• [Requirement]:
Reproduce verbatim the line where "single generation call" occurs, along with all following lines down to the last line of the data.

• [Records provided]:
Start of Block

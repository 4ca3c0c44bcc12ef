//! Lifecycle of a single generation call

/// Phase of one generation call.
///
/// `Idle -> Composing -> Dispatching -> {Succeeded, Failed}`. Invalid input
/// moves straight from `Composing` to `Failed`.
#[derive(Debug, Clone, Copy, PartialEq, Eq, Hash)]
pub enum GenerationPhase {
    Idle,
    Composing,
    Dispatching,
    Succeeded,
    Failed,
}

impl GenerationPhase {
    pub fn as_str(&self) -> &'static str {
        match self {
            GenerationPhase::Idle => "idle",
            GenerationPhase::Composing => "composing",
            GenerationPhase::Dispatching => "dispatching",
            GenerationPhase::Succeeded => "succeeded",
            GenerationPhase::Failed => "failed",
        }
    }

    pub fn is_terminal(&self) -> bool {
        matches!(self, GenerationPhase::Succeeded | GenerationPhase::Failed)
    }

    /// Whether `next` is a legal successor of this phase
    pub fn can_transition_to(&self, next: GenerationPhase) -> bool {
        matches!(
            (self, next),
            (GenerationPhase::Idle, GenerationPhase::Composing)
                | (GenerationPhase::Composing, GenerationPhase::Dispatching)
                | (GenerationPhase::Composing, GenerationPhase::Failed)
                | (GenerationPhase::Dispatching, GenerationPhase::Succeeded)
                | (GenerationPhase::Dispatching, GenerationPhase::Failed)
        )
    }
}

impl std::fmt::Display for GenerationPhase {
    fn fmt(&self, f: &mut std::fmt::Formatter<'_>) -> std::fmt::Result {
        write!(f, "{}", self.as_str())
    }
}
//! Output format value object

use serde::{Deserialize, Serialize};

/// Output format for generation results
#[derive(Debug, Clone, Copy, PartialEq, Eq, Serialize, Deserialize, Default)]
#[serde(rename_all = "lowercase")]
pub enum OutputFormat {
    /// Human-readable console output (default)
    #[default]
    Text,
    /// JSON metadata output
    Json,
}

End of Block

• [Result of this exercise]:
//! Lifecycle of a single generation call

/// Phase of one generation call.
///
/// `Idle -> Composing -> Dispatching -> {Succeeded, Failed}`. Invalid input
/// moves straight from `Composing` to `Failed`.
#[derive(Debug, Clone, Copy, PartialEq, Eq, Hash)]
pub enum GenerationPhase {
    Idle,
    Composing,
    Dispatching,
    Succeeded,
    Failed,
}

impl GenerationPhase {
    pub fn as_str(&self) -> &'static str {
        match self {
            GenerationPhase::Idle => "idle",
            GenerationPhase::Composing => "composing",
            GenerationPhase::Dispatching => "dispatching",
            GenerationPhase::Succeeded => "succeeded",
            GenerationPhase::Failed => "failed",
        }
    }

    pub fn is_terminal(&self) -> bool {
        matches!(self, GenerationPhase::Succeeded | GenerationPhase::Failed)
    }

    /// Whether `next` is a legal successor of this phase
    pub fn can_transition_to(&self, next: GenerationPhase) -> bool {
        matches!(
            (self, next),
            (GenerationPhase::Idle, GenerationPhase::Composing)
                | (GenerationPhase::Composing, GenerationPhase::Dispatching)
                | (GenerationPhase::Composing, GenerationPhase::Failed)
                | (GenerationPhase::Dispatching, GenerationPhase::Succeeded)
                | (GenerationPhase::Dispatching, GenerationPhase::Failed)
        )
    }
}

impl std::fmt::Display for GenerationPhase {
    fn fmt(&self, f: &mut std::fmt::Formatter<'_>) -> std::fmt::Result {
        write!(f, "{}", self.as_str())
    }
}
//! Output format value object

use serde::{Deserialize, Serialize};

/// Output format for generation results
#[derive(Debug, Clone, Copy, PartialEq, Eq, Serialize, Deserialize, Default)]
#[serde(rename_all = "lowercase")]
pub enum OutputFormat {
    /// Human-readable console output (default)
    #[default]
    Text,
    /// JSON metadata output
    Json,
}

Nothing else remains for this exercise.